◆ Exercise prompt ◆
Check every line of the material below, and show those that contain "writer".
───── Source records ─────
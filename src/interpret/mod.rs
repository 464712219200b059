//! Local, file-driven execution of command sequences.

/// Fail-fast sequential replay.
pub mod replay;
use super::*;
use crate::canvas::params::{Circle, Line, Polygon, Polyline, Rect, Refresh};
use crate::foundation::core::FrameRGBA;
use crate::foundation::error::VisionResult;
use std::io::Cursor;

/// Canvas double that records operation names and enforces the refresh-first rule.
#[derive(Default)]
struct Recorder {
    ops: Vec<&'static str>,
    frames: u64,
}

impl Recorder {
    fn push(&mut self, op: &'static str) -> VisionResult<()> {
        if self.frames == 0 {
            return Err(VisionError::UninitializedCanvas { operation: op });
        }
        self.ops.push(op);
        Ok(())
    }
}

impl Canvas for Recorder {
    fn refresh(&mut self, _: &Refresh) -> VisionResult<()> {
        self.frames += 1;
        self.ops.push("refresh");
        Ok(())
    }
    fn line(&mut self, _: &Line) -> VisionResult<()> {
        self.push("line")
    }
    fn circle(&mut self, _: &Circle) -> VisionResult<()> {
        self.push("circle")
    }
    fn rect(&mut self, _: &Rect) -> VisionResult<()> {
        self.push("rect")
    }
    fn polyline(&mut self, _: &Polyline) -> VisionResult<()> {
        self.push("polyline")
    }
    fn polygon(&mut self, _: &Polygon) -> VisionResult<()> {
        self.push("polygon")
    }
    fn frame_count(&self) -> u64 {
        self.frames
    }
    fn snapshot(&mut self) -> VisionResult<FrameRGBA> {
        Err(VisionError::backend("recorder has no pixels"))
    }
}

const REFRESH: &str = r#"{"cmd":"refresh","param":{}}"#;
const LINE: &str = r#"{"cmd":"line","param":{"xs":0,"ys":0,"xe":5,"ye":5}}"#;
const RECT: &str = r#"{"cmd":"rect","param":{"x":5,"y":5,"rx":2,"ry":2,"fill":true}}"#;

fn script(lines: &[&str]) -> Cursor<String> {
    Cursor::new(lines.join("\r\n"))
}

#[test]
fn valid_sequence_applies_everything_in_order() {
    let mut interp = Interpreter::new(Recorder::default());
    let stats = interp
        .interpret(script(&[REFRESH, LINE, RECT, REFRESH, LINE]))
        .unwrap();
    assert_eq!(stats, ReplayStats { applied: 5, refreshes: 2 });
    assert_eq!(interp.canvas().frame_count(), 2);
    assert_eq!(
        interp.canvas().ops,
        vec!["refresh", "line", "rect", "refresh", "line"]
    );
}

#[test]
fn stops_at_first_invalid_record() {
    let mut interp = Interpreter::new(Recorder::default());
    let err = interp
        .interpret(script(&[REFRESH, LINE, r#"{"cmd":"line","param":{"xs":0}}"#, RECT]))
        .unwrap_err();
    assert_eq!(err.line, 3);
    assert_eq!(err.applied, 2);
    assert!(matches!(err.source, VisionError::InvalidParameter { .. }));
    assert_eq!(interp.canvas().ops, vec!["refresh", "line"]);
}

#[test]
fn canvas_failures_stop_replay_too() {
    let mut interp = Interpreter::new(Recorder::default());
    let err = interp.interpret(script(&[LINE, REFRESH])).unwrap_err();
    assert_eq!((err.line, err.applied), (1, 0));
    assert!(matches!(
        err.source,
        VisionError::UninitializedCanvas { operation: "line" }
    ));
    assert_eq!(interp.canvas().frame_count(), 0);
}

#[test]
fn unknown_command_names_its_line() {
    let mut interp = Interpreter::new(Recorder::default());
    let err = interp
        .interpret(script(&[REFRESH, "", r#"{"cmd":"triangle","param":{}}"#]))
        .unwrap_err();
    assert_eq!(err.line, 3);
    assert!(err.to_string().starts_with("line 3: unknown command 'triangle'"));
}

#[test]
fn run_accepts_decoded_commands() {
    let mut interp = Interpreter::new(Recorder::default());
    let stats = interp
        .run(vec![
            Command::Refresh(Refresh::default()),
            Command::Polygon(Polygon {
                points: vec![
                    crate::foundation::core::Point(0.0, 0.0),
                    crate::foundation::core::Point(1.0, 0.0),
                    crate::foundation::core::Point(0.0, 1.0),
                ],
                color: Default::default(),
            }),
        ])
        .unwrap();
    assert_eq!(stats.applied, 2);
    assert_eq!(interp.into_canvas().ops, vec!["refresh", "polygon"]);
}

#[test]
fn missing_file_reports_line_zero() {
    let mut interp = Interpreter::new(Recorder::default());
    let err = interp
        .interpret_file("target/unit_interpret/does-not-exist.jsonl")
        .unwrap_err();
    assert_eq!((err.line, err.applied), (0, 0));
    assert!(matches!(err.source, VisionError::Io(_)));
}
use std::io::BufRead;

use serde::Serialize;
use tokio::net::tcp::{OwnedReadHalf, OwnedWriteHalf};
use tokio::net::{TcpStream, ToSocketAddrs};

use crate::canvas::params::{Circle, Line, Polygon, Polyline, Rect, Refresh, ensure_min_points};
use crate::foundation::error::{VisionError, VisionResult};
use crate::interpret::replay::{ReplayError, ReplayStats};
use crate::ir::codec::RecordReader;
use crate::ir::command::{Command, CommandKind, Record};
use crate::service::wire::{
    Ack, ClientMessage, DEFAULT_MAX_MESSAGE_BYTES, decode_payload, read_frame, write_frame,
};

/// Async client for a [`crate::RenderService`].
///
/// Each method returns the server's acknowledgment: `Ok(false)` means the server rejected the
/// call, `Err` means the call could not be delivered or answered.
pub struct RenderClient {
    reader: OwnedReadHalf,
    writer: OwnedWriteHalf,
}

impl RenderClient {
    /// Connect to a running service.
    pub async fn connect(addr: impl ToSocketAddrs) -> VisionResult<Self> {
        let stream = TcpStream::connect(addr).await?;
        stream.set_nodelay(true)?;
        let (reader, writer) = stream.into_split();
        Ok(Self { reader, writer })
    }

    /// Remote [`crate::Canvas::refresh`].
    pub async fn refresh(&mut self, params: &Refresh) -> VisionResult<bool> {
        self.unary(CommandKind::Refresh, params).await
    }

    /// Remote [`crate::Canvas::line`].
    pub async fn line(&mut self, params: &Line) -> VisionResult<bool> {
        self.unary(CommandKind::Line, params).await
    }

    /// Remote [`crate::Canvas::circle`].
    pub async fn circle(&mut self, params: &Circle) -> VisionResult<bool> {
        self.unary(CommandKind::Circle, params).await
    }

    /// Remote [`crate::Canvas::rect`].
    pub async fn rect(&mut self, params: &Rect) -> VisionResult<bool> {
        self.unary(CommandKind::Rect, params).await
    }

    /// Remote [`crate::Canvas::polygon`].
    pub async fn polygon(&mut self, params: &Polygon) -> VisionResult<bool> {
        self.unary(CommandKind::Polygon, params).await
    }

    /// Stream a polyline as independent two-point segments, including the closing segment when
    /// `close` is set.
    pub async fn polyline(&mut self, params: &Polyline) -> VisionResult<bool> {
        ensure_min_points(
            CommandKind::Polyline.name(),
            &params.points,
            Polyline::MIN_POINTS,
        )?;
        self.stream_segments(&params.segments()).await
    }

    /// Stream raw segments through the polyline procedure.
    pub async fn stream_segments(&mut self, segments: &[Line]) -> VisionResult<bool> {
        self.send(&ClientMessage::Open {
            procedure: CommandKind::Polyline.name().to_owned(),
        })
        .await?;
        for segment in segments {
            let body = serde_json::to_value(segment).map_err(anyhow::Error::from)?;
            self.send(&ClientMessage::Item(body)).await?;
        }
        self.send(&ClientMessage::Close).await?;
        self.ack().await
    }

    /// Send any command through its procedure.
    pub async fn call(&mut self, command: &Command) -> VisionResult<bool> {
        match command {
            Command::Polyline(p) => self.polyline(p).await,
            other => {
                let record = other.to_record()?;
                self.send(&ClientMessage::Call(record)).await?;
                self.ack().await
            }
        }
    }

    /// Send a line-oriented sequence record by record, stopping at the first decode error or
    /// rejected call.
    pub async fn replay<R: BufRead>(&mut self, reader: R) -> Result<ReplayStats, ReplayError> {
        let mut stats = ReplayStats::default();
        for (line, decoded) in RecordReader::new(reader) {
            let applied = stats.applied;
            let fail = |source| ReplayError {
                line,
                applied,
                source,
            };
            let command = decoded.map_err(fail)?;
            let kind = command.kind();
            if !self.call(&command).await.map_err(fail)? {
                return Err(fail(VisionError::Rejected(kind.name().to_owned())));
            }
            stats.record(kind);
        }
        Ok(stats)
    }

    async fn unary<P: Serialize>(&mut self, kind: CommandKind, params: &P) -> VisionResult<bool> {
        let param = serde_json::to_value(params).map_err(anyhow::Error::from)?;
        self.send(&ClientMessage::Call(Record {
            cmd: kind.name().to_owned(),
            param,
        }))
        .await?;
        self.ack().await
    }

    async fn send(&mut self, msg: &ClientMessage) -> VisionResult<()> {
        write_frame(&mut self.writer, msg).await
    }

    async fn ack(&mut self) -> VisionResult<bool> {
        let payload = read_frame(&mut self.reader, DEFAULT_MAX_MESSAGE_BYTES)
            .await?
            .ok_or_else(|| VisionError::protocol("connection closed before acknowledgment"))?;
        let ack: Ack = decode_payload(&payload)?;
        Ok(ack.state)
    }
}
─────
◆ Task output ◆
    writer: OwnedWriteHalf,
        let (reader, writer) = stream.into_split();
        Ok(Self { reader, writer })
        write_frame(&mut self.writer, msg).await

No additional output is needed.